=== Problem ===
Without skipping or changing anything, print all the entries.

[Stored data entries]
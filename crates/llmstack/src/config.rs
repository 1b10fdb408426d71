//! CLI configuration: thin wrapper around `llmstack_config` shared types.
//!
//! Re-exports the shared types and adds resolution that respects
//! `GlobalOpts` flag overrides (--server, --token, --insecure, --timeout).

use std::time::Duration;

use secrecy::SecretString;

use llmstack_core::{AuthCredentials, ClientConfig, TlsVerification};

use crate::cli::GlobalOpts;
use crate::error::CliError;

// ── Re-exports from shared crate ────────────────────────────────────

pub use llmstack_config::{
    Config, Defaults, Profile, config_path, load_config, load_config_or_default, save_config,
    store_session, store_token,
};

// ── CLI-specific helpers ────────────────────────────────────────────

/// Resolve the active profile name from CLI flags and config.
pub fn active_profile_name(global: &GlobalOpts, config: &Config) -> String {
    global
        .profile
        .clone()
        .or_else(|| config.default_profile.clone())
        .unwrap_or_else(|| "default".into())
}

/// Build the `ClientConfig` for this invocation.
///
/// Flags win over the profile, the profile wins over config defaults.
/// Without a profile, `--server` alone is enough: the token flag is used
/// when given, anonymous access otherwise.
pub fn build_client_config(global: &GlobalOpts) -> Result<ClientConfig, CliError> {
    let cfg = load_config()?;
    let profile_name = active_profile_name(global, &cfg);

    if let Some(profile) = cfg.profiles.get(&profile_name) {
        return resolve_profile(profile, &profile_name, global, cfg.defaults.insecure);
    }

    let server = global.server.as_deref().ok_or_else(|| CliError::NoConfig {
        path: config_path().display().to_string(),
    })?;
    let url = llmstack_config::parse_server_url(server)?;

    let auth = global
        .token
        .as_ref()
        .map_or(AuthCredentials::Anonymous, |token| {
            AuthCredentials::Token(SecretString::from(token.clone()))
        });

    let tls = if global.insecure || cfg.defaults.insecure {
        TlsVerification::DangerAcceptInvalid
    } else {
        TlsVerification::SystemDefaults
    };

    Ok(ClientConfig {
        url,
        auth,
        tls,
        timeout: Duration::from_secs(global.timeout),
    })
}

/// Translate a `Profile` + global flags into a `ClientConfig`.
pub fn resolve_profile(
    profile: &Profile,
    profile_name: &str,
    global: &GlobalOpts,
    default_insecure: bool,
) -> Result<ClientConfig, CliError> {
    // 1. Server URL (flag > env > profile)
    let url = llmstack_config::parse_server_url(global.server.as_deref().unwrap_or(&profile.server))?;

    // 2. Credentials (token flag > profile chain)
    let auth = match global.token {
        Some(ref token) => AuthCredentials::Token(SecretString::from(token.clone())),
        None => llmstack_config::resolve_auth(profile, profile_name)?,
    };

    // 3. TLS verification
    let tls = if global.insecure || profile.insecure.unwrap_or(default_insecure) {
        TlsVerification::DangerAcceptInvalid
    } else if let Some(ref ca_path) = profile.ca_cert {
        TlsVerification::CustomCa(ca_path.clone())
    } else {
        TlsVerification::SystemDefaults
    };

    // 4. Timeout (profile > flag default)
    let timeout = Duration::from_secs(profile.timeout.unwrap_or(global.timeout));

    Ok(ClientConfig {
        url,
        auth,
        tls,
        timeout,
    })
}

#[cfg(test)]
#[allow(clippy::unwrap_used)]
mod tests {
    use clap::Parser;

    use super::*;
    use crate::cli::Cli;

    fn global(args: &[&str]) -> GlobalOpts {
        let mut argv = vec!["llmstack"];
        argv.extend_from_slice(args);
        argv.push("org");
        Cli::try_parse_from(argv).unwrap().global
    }

    fn anonymous_profile() -> Profile {
        Profile {
            server: "https://stack.example.com".into(),
            auth_mode: "anonymous".into(),
            ..Profile::default()
        }
    }

    #[test]
    fn server_flag_overrides_profile() {
        let g = global(&["--server", "http://localhost:3000"]);
        let config = resolve_profile(&anonymous_profile(), "default", &g, false).unwrap();
        assert_eq!(config.url.as_str(), "http://localhost:3000/");
    }

    #[test]
    fn token_flag_overrides_profile_auth() {
        let g = global(&["--token", "tok"]);
        let config = resolve_profile(&anonymous_profile(), "default", &g, false).unwrap();
        assert!(matches!(config.auth, AuthCredentials::Token(_)));
    }

    #[test]
    fn profile_inherits_insecure_default() {
        let g = global(&[]);
        let config = resolve_profile(&anonymous_profile(), "default", &g, true).unwrap();
        assert_eq!(config.tls, TlsVerification::DangerAcceptInvalid);
        assert_eq!(config.timeout, Duration::from_secs(30));
    }
}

=== Output for this task ===
filename crates/llmstack/src/config.rs
repository 1b10fdb408426d71
//! CLI configuration: thin wrapper around `llmstack_config` shared types.
//!
//! Re-exports the shared types and adds resolution that respects
//! `GlobalOpts` flag overrides (--server, --token, --insecure, --timeout).

use std::time::Duration;

use secrecy::SecretString;

use llmstack_core::{AuthCredentials, ClientConfig, TlsVerification};

use crate::cli::GlobalOpts;
use crate::error::CliError;

// ── Re-exports from shared crate ────────────────────────────────────

pub use llmstack_config::{
    Config, Defaults, Profile, config_path, load_config, load_config_or_default, save_config,
    store_session, store_token,
};

// ── CLI-specific helpers ────────────────────────────────────────────

/// Resolve the active profile name from CLI flags and config.
pub fn active_profile_name(global: &GlobalOpts, config: &Config) -> String {
    global
        .profile
        .clone()
        .or_else(|| config.default_profile.clone())
        .unwrap_or_else(|| "default".into())
}

/// Build the `ClientConfig` for this invocation.
///
/// Flags win over the profile, the profile wins over config defaults.
/// Without a profile, `--server` alone is enough: the token flag is used
/// when given, anonymous access otherwise.
pub fn build_client_config(global: &GlobalOpts) -> Result<ClientConfig, CliError> {
    let cfg = load_config()?;
    let profile_name = active_profile_name(global, &cfg);

    if let Some(profile) = cfg.profiles.get(&profile_name) {
        return resolve_profile(profile, &profile_name, global, cfg.defaults.insecure);
    }

    let server = global.server.as_deref().ok_or_else(|| CliError::NoConfig {
        path: config_path().display().to_string(),
    })?;
    let url = llmstack_config::parse_server_url(server)?;

    let auth = global
        .token
        .as_ref()
        .map_or(AuthCredentials::Anonymous, |token| {
            AuthCredentials::Token(SecretString::from(token.clone()))
        });

    let tls = if global.insecure || cfg.defaults.insecure {
        TlsVerification::DangerAcceptInvalid
    } else {
        TlsVerification::SystemDefaults
    };

    Ok(ClientConfig {
        url,
        auth,
        tls,
        timeout: Duration::from_secs(global.timeout),
    })
}

/// Translate a `Profile` + global flags into a `ClientConfig`.
pub fn resolve_profile(
    profile: &Profile,
    profile_name: &str,
    global: &GlobalOpts,
    default_insecure: bool,
) -> Result<ClientConfig, CliError> {
    // 1. Server URL (flag > env > profile)
    let url = llmstack_config::parse_server_url(global.server.as_deref().unwrap_or(&profile.server))?;

    // 2. Credentials (token flag > profile chain)
    let auth = match global.token {
        Some(ref token) => AuthCredentials::Token(SecretString::from(token.clone())),
        None => llmstack_config::resolve_auth(profile, profile_name)?,
    };

    // 3. TLS verification
    let tls = if global.insecure || profile.insecure.unwrap_or(default_insecure) {
        TlsVerification::DangerAcceptInvalid
    } else if let Some(ref ca_path) = profile.ca_cert {
        TlsVerification::CustomCa(ca_path.clone())
    } else {
        TlsVerification::SystemDefaults
    };

    // 4. Timeout (profile > flag default)
    let timeout = Duration::from_secs(profile.timeout.unwrap_or(global.timeout));

    Ok(ClientConfig {
        url,
        auth,
        tls,
        timeout,
    })
}

#[cfg(test)]
#[allow(clippy::unwrap_used)]
mod tests {
    use clap::Parser;

    use super::*;
    use crate::cli::Cli;

    fn global(args: &[&str]) -> GlobalOpts {
        let mut argv = vec!["llmstack"];
        argv.extend_from_slice(args);
        argv.push("org");
        Cli::try_parse_from(argv).unwrap().global
    }

    fn anonymous_profile() -> Profile {
        Profile {
            server: "https://stack.example.com".into(),
            auth_mode: "anonymous".into(),
            ..Profile::default()
        }
    }

    #[test]
    fn server_flag_overrides_profile() {
        let g = global(&["--server", "http://localhost:3000"]);
        let config = resolve_profile(&anonymous_profile(), "default", &g, false).unwrap();
        assert_eq!(config.url.as_str(), "http://localhost:3000/");
    }

    #[test]
    fn token_flag_overrides_profile_auth() {
        let g = global(&["--token", "tok"]);
        let config = resolve_profile(&anonymous_profile(), "default", &g, false).unwrap();
        assert!(matches!(config.auth, AuthCredentials::Token(_)));
    }

    #[test]
    fn profile_inherits_insecure_default() {
        let g = global(&[]);
        let config = resolve_profile(&anonymous_profile(), "default", &g, true).unwrap();
        assert_eq!(config.tls, TlsVerification::DangerAcceptInvalid);
        assert_eq!(config.timeout, Duration::from_secs(30));
    }
}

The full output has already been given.